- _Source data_
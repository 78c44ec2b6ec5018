//! Credential broker
//!
//! Motion generation needs a credential the user may have to pick
//! interactively. The pipeline only sees this capability, so it runs the
//! same under a terminal, a server, or a test.

use crate::config::AtelierConfig;
use atelier_core::{AtelierError, Result};
use std::sync::atomic::{AtomicBool, AtomicUsize, Ordering};

/// Capability to check for, and ask the user for, a service credential
pub trait CredentialBroker: Send + Sync {
    /// Whether a usable credential is currently selected
    fn has_credential(&self) -> bool;

    /// Open the interactive selection flow. May be declined.
    fn prompt_selection(&self) -> Result<()>;
}

/// Broker backed by the loaded configuration. Cannot prompt: selection
/// logs where to put a key and fails.
pub struct ConfigCredentialBroker {
    provider: String,
    has_key: bool,
}

impl ConfigCredentialBroker {
    pub fn new(config: &AtelierConfig, provider: &str) -> Self {
        Self {
            provider: provider.to_string(),
            has_key: config.api_key(provider).is_some_and(|k| !k.is_empty()),
        }
    }
}

impl CredentialBroker for ConfigCredentialBroker {
    fn has_credential(&self) -> bool {
        self.has_key
    }

    fn prompt_selection(&self) -> Result<()> {
        tracing::warn!(
            provider = %self.provider,
            "no interactive credential selection available; set ATELIER_{}_API_KEY or add it to .atelier/config.toml",
            self.provider.to_uppercase()
        );
        Err(AtelierError::CredentialRequired(format!(
            "No credential selection available for '{}'",
            self.provider
        )))
    }
}

/// Broker with a fixed answer that counts selection prompts.
///
/// `grant_on_prompt` makes a prompt flip the credential to present, like a
/// user picking a key.
#[derive(Debug, Default)]
pub struct StaticCredentialBroker {
    present: AtomicBool,
    grant_on_prompt: bool,
    prompts: AtomicUsize,
}

impl StaticCredentialBroker {
    pub fn present() -> Self {
        Self {
            present: AtomicBool::new(true),
            ..Default::default()
        }
    }

    pub fn absent() -> Self {
        Self::default()
    }

    pub fn granting_on_prompt() -> Self {
        Self {
            grant_on_prompt: true,
            ..Default::default()
        }
    }

    /// How many times selection was requested
    pub fn prompt_count(&self) -> usize {
        self.prompts.load(Ordering::SeqCst)
    }
}

impl CredentialBroker for StaticCredentialBroker {
    fn has_credential(&self) -> bool {
        self.present.load(Ordering::SeqCst)
    }

    fn prompt_selection(&self) -> Result<()> {
        self.prompts.fetch_add(1, Ordering::SeqCst);
        if self.grant_on_prompt {
            self.present.store(true, Ordering::SeqCst);
            Ok(())
        } else {
            Err(AtelierError::CredentialRequired(
                "Credential selection declined".to_string(),
            ))
        }
    }
}
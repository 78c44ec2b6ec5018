//! Error types for Atelier

use serde::{Deserialize, Serialize};
use std::fmt;
use thiserror::Error;

/// Classification of a failure reported by an external generation service.
///
/// Decided once at the client boundary from the HTTP status and the
/// upstream's structured status field. Callers branch on this, never on
/// error message text.
#[derive(Debug, Clone, Copy, PartialEq, Eq, Hash, Serialize, Deserialize)]
#[serde(rename_all = "snake_case")]
pub enum ServiceErrorKind {
    /// Throttled (HTTP 429 / `RESOURCE_EXHAUSTED`)
    RateLimited,
    /// Server-side 5xx or transport failure
    TransientUpstream,
    /// Credential rejected or missing (HTTP 401/403)
    AuthenticationInvalid,
    /// Requested entity does not exist (HTTP 404). Gemini reports an
    /// unusable key this way, so it is treated as a credential rejection
    NotFound,
    Unknown,
}

impl ServiceErrorKind {
    /// Classify an HTTP failure.
    ///
    /// `upstream_status` is the symbolic status carried in a Google-style
    /// error body (`{"error": {"status": "RESOURCE_EXHAUSTED"}}`), which takes
    /// precedence over the numeric code when present and recognized.
    pub fn from_http(code: u16, upstream_status: Option<&str>) -> Self {
        let by_status = upstream_status.and_then(|s| match s {
            "RESOURCE_EXHAUSTED" => Some(Self::RateLimited),
            "UNAVAILABLE" | "INTERNAL" | "DEADLINE_EXCEEDED" => Some(Self::TransientUpstream),
            "UNAUTHENTICATED" | "PERMISSION_DENIED" => Some(Self::AuthenticationInvalid),
            "NOT_FOUND" => Some(Self::NotFound),
            _ => None,
        });
        if let Some(kind) = by_status {
            return kind;
        }

        match code {
            429 => Self::RateLimited,
            401 | 403 => Self::AuthenticationInvalid,
            404 => Self::NotFound,
            500..=599 => Self::TransientUpstream,
            _ => Self::Unknown,
        }
    }

    /// Whether the backoff wrapper should retry this failure
    pub fn is_retryable(self) -> bool {
        matches!(self, Self::RateLimited | Self::TransientUpstream)
    }
}

impl fmt::Display for ServiceErrorKind {
    fn fmt(&self, f: &mut fmt::Formatter<'_>) -> fmt::Result {
        match self {
            ServiceErrorKind::RateLimited => write!(f, "rate limited"),
            ServiceErrorKind::TransientUpstream => write!(f, "transient upstream failure"),
            ServiceErrorKind::AuthenticationInvalid => write!(f, "authentication invalid"),
            ServiceErrorKind::NotFound => write!(f, "not found"),
            ServiceErrorKind::Unknown => write!(f, "unknown failure"),
        }
    }
}

/// The main error type for Atelier operations
#[derive(Debug, Error)]
pub enum AtelierError {
    #[error("Service error ({kind}): {message}")]
    Service {
        kind: ServiceErrorKind,
        message: String,
    },

    #[error("No output produced: {0}")]
    NoOutputProduced(String),

    #[error("Credential required: {0}")]
    CredentialRequired(String),

    #[error("Config error: {0}")]
    ConfigError(String),

    #[error("Validation error: {0}")]
    ValidationError(String),

    #[error("Image error: {0}")]
    ImageError(String),

    #[error("Export error: {0}")]
    ExportError(String),

    #[error("Quota error: {0}")]
    QuotaError(String),

    #[error("IO error: {0}")]
    IoError(#[from] std::io::Error),

    #[error("TOML parse error: {0}")]
    TomlParseError(String),

    #[error("TOML serialization error: {0}")]
    TomlSerError(String),
}

impl AtelierError {
    /// Build a classified service error
    pub fn service(kind: ServiceErrorKind, message: impl Into<String>) -> Self {
        AtelierError::Service {
            kind,
            message: message.into(),
        }
    }

    /// The upstream classification, if this error came from a service call
    pub fn service_kind(&self) -> Option<ServiceErrorKind> {
        match self {
            AtelierError::Service { kind, .. } => Some(*kind),
            _ => None,
        }
    }

    pub fn is_retryable(&self) -> bool {
        self.service_kind().is_some_and(ServiceErrorKind::is_retryable)
    }

    pub fn is_rate_limited(&self) -> bool {
        self.service_kind() == Some(ServiceErrorKind::RateLimited)
    }

    /// Rejected or missing credentials, whether reported upstream or locally.
    ///
    /// The upstream answers an unusable key with "entity not found", so
    /// `NotFound` counts as an authentication failure.
    pub fn is_authentication(&self) -> bool {
        matches!(self, AtelierError::CredentialRequired(_)) || self.rejects_credential()
    }

    /// The upstream refused the selected credential; a new one must be picked
    pub fn rejects_credential(&self) -> bool {
        matches!(
            self.service_kind(),
            Some(ServiceErrorKind::AuthenticationInvalid | ServiceErrorKind::NotFound)
        )
    }
}

/// Result type alias for Atelier operations
pub type Result<T> = std::result::Result<T, AtelierError>;

impl From<toml::de::Error> for AtelierError {
    fn from(err: toml::de::Error) -> Self {
        AtelierError::TomlParseError(err.to_string())
    }
}

impl From<toml::ser::Error> for AtelierError {
    fn from(err: toml::ser::Error) -> Self {
        AtelierError::TomlSerError(err.to_string())
    }
}

#[cfg(test)]
mod tests {
    use super::*;

    #[test]
    fn test_classify_by_status_code() {
        assert_eq!(ServiceErrorKind::from_http(429, None), ServiceErrorKind::RateLimited);
        assert_eq!(
            ServiceErrorKind::from_http(503, None),
            ServiceErrorKind::TransientUpstream
        );
        assert_eq!(
            ServiceErrorKind::from_http(401, None),
            ServiceErrorKind::AuthenticationInvalid
        );
        assert_eq!(ServiceErrorKind::from_http(404, None), ServiceErrorKind::NotFound);
        assert_eq!(ServiceErrorKind::from_http(400, None), ServiceErrorKind::Unknown);
    }

    #[test]
    fn test_upstream_status_wins_over_code() {
        assert_eq!(
            ServiceErrorKind::from_http(400, Some("RESOURCE_EXHAUSTED")),
            ServiceErrorKind::RateLimited
        );
        assert_eq!(
            ServiceErrorKind::from_http(400, Some("PERMISSION_DENIED")),
            ServiceErrorKind::AuthenticationInvalid
        );
        // Unrecognized symbolic status falls back to the numeric code
        assert_eq!(
            ServiceErrorKind::from_http(502, Some("SOMETHING_ELSE")),
            ServiceErrorKind::TransientUpstream
        );
    }

    #[test]
    fn test_retryable_kinds() {
        assert!(ServiceErrorKind::RateLimited.is_retryable());
        assert!(ServiceErrorKind::TransientUpstream.is_retryable());
        assert!(!ServiceErrorKind::AuthenticationInvalid.is_retryable());
        assert!(!ServiceErrorKind::NotFound.is_retryable());
        assert!(!ServiceErrorKind::Unknown.is_retryable());
    }

    #[test]
    fn test_error_helpers() {
        let err = AtelierError::service(ServiceErrorKind::RateLimited, "slow down");
        assert!(err.is_rate_limited());
        assert!(err.is_retryable());
        assert!(!err.is_authentication());

        let err = AtelierError::CredentialRequired("no key".to_string());
        assert!(err.is_authentication());
        assert!(!err.is_retryable());
        assert_eq!(err.service_kind(), None);

        let err = AtelierError::NoOutputProduced("empty".to_string());
        assert!(!err.is_retryable());
        assert!(!err.is_rate_limited());
    }

    #[test]
    fn test_not_found_is_authentication() {
        let err = AtelierError::service(
            ServiceErrorKind::NotFound,
            "HTTP 404: Requested entity was not found.",
        );
        assert!(err.is_authentication());
        assert!(err.rejects_credential());
        assert!(!err.is_retryable());

        let local = AtelierError::CredentialRequired("no key".to_string());
        assert!(local.is_authentication());
        assert!(!local.rejects_credential());

        let generic = AtelierError::service(ServiceErrorKind::Unknown, "boom");
        assert!(!generic.is_authentication());
    }
}
//! Generation service trait and the wire-level types it exchanges
//!
//! A `GenerationService` is the boundary to the remote AI service. Every
//! failure it returns is an `AtelierError::Service` carrying a
//! `ServiceErrorKind`, so the pipeline never inspects message text.

use crate::asset::AssetContent;
use atelier_core::Result;
use serde::{Deserialize, Serialize};

/// A long-running video generation job tracked by the remote service
#[derive(Debug, Clone, PartialEq, Eq, Serialize, Deserialize)]
pub struct VideoJob {
    /// Provider-specific operation name
    pub remote_id: String,
    /// The prompt the job was submitted with
    pub prompt: String,
}

/// Result of polling a video job
#[derive(Debug, Clone, PartialEq, Eq)]
pub enum JobPollResult {
    /// Still processing
    Processing,
    /// Completed; carries the download location if the service reported one
    Complete { download_url: Option<String> },
    /// Failed with error message
    Failed(String),
}

/// Status returned by a provider health check
#[derive(Debug, Clone, PartialEq, Eq)]
pub enum ProviderStatus {
    Available,
    NoApiKey,
}

/// Trait implemented by each generation service (Gemini, Mock)
pub trait GenerationService: Send + Sync {
    /// Service name (e.g. "gemini", "mock")
    fn name(&self) -> &str;

    /// Check whether the service has what it needs to accept requests
    fn health_check(&self) -> ProviderStatus;

    /// Ask the text model for a JSON array of strings.
    ///
    /// Returns the raw text payload; parsing is the caller's concern.
    fn generate_string_list(&self, instruction: &str) -> Result<String>;

    /// Ask the image model for images. Returns every inline image payload
    /// in response order, possibly none.
    fn generate_images(&self, prompt: &str, aspect_ratio: &str) -> Result<Vec<AssetContent>>;

    /// Submit a video generation job
    fn submit_video(&self, prompt: &str) -> Result<VideoJob>;

    /// Poll the status of a video job
    fn poll_video(&self, job: &VideoJob) -> Result<JobPollResult>;

    /// Download a finished video
    fn download_video(&self, download_url: &str) -> Result<AssetContent>;
}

- _PROBLEM DETAILS_
Starting at the line with "array of strings.", copy every line up to and including the last one in the entries above.

- _SOLUTION FOR THIS TASK_
    /// Ask the text model for a JSON array of strings.
    ///
    /// Returns the raw text payload; parsing is the caller's concern.
    fn generate_string_list(&self, instruction: &str) -> Result<String>;

    /// Ask the image model for images. Returns every inline image payload
    /// in response order, possibly none.
    fn generate_images(&self, prompt: &str, aspect_ratio: &str) -> Result<Vec<AssetContent>>;

    /// Submit a video generation job
    fn submit_video(&self, prompt: &str) -> Result<VideoJob>;

    /// Poll the status of a video job
    fn poll_video(&self, job: &VideoJob) -> Result<JobPollResult>;

    /// Download a finished video
    fn download_video(&self, download_url: &str) -> Result<AssetContent>;
}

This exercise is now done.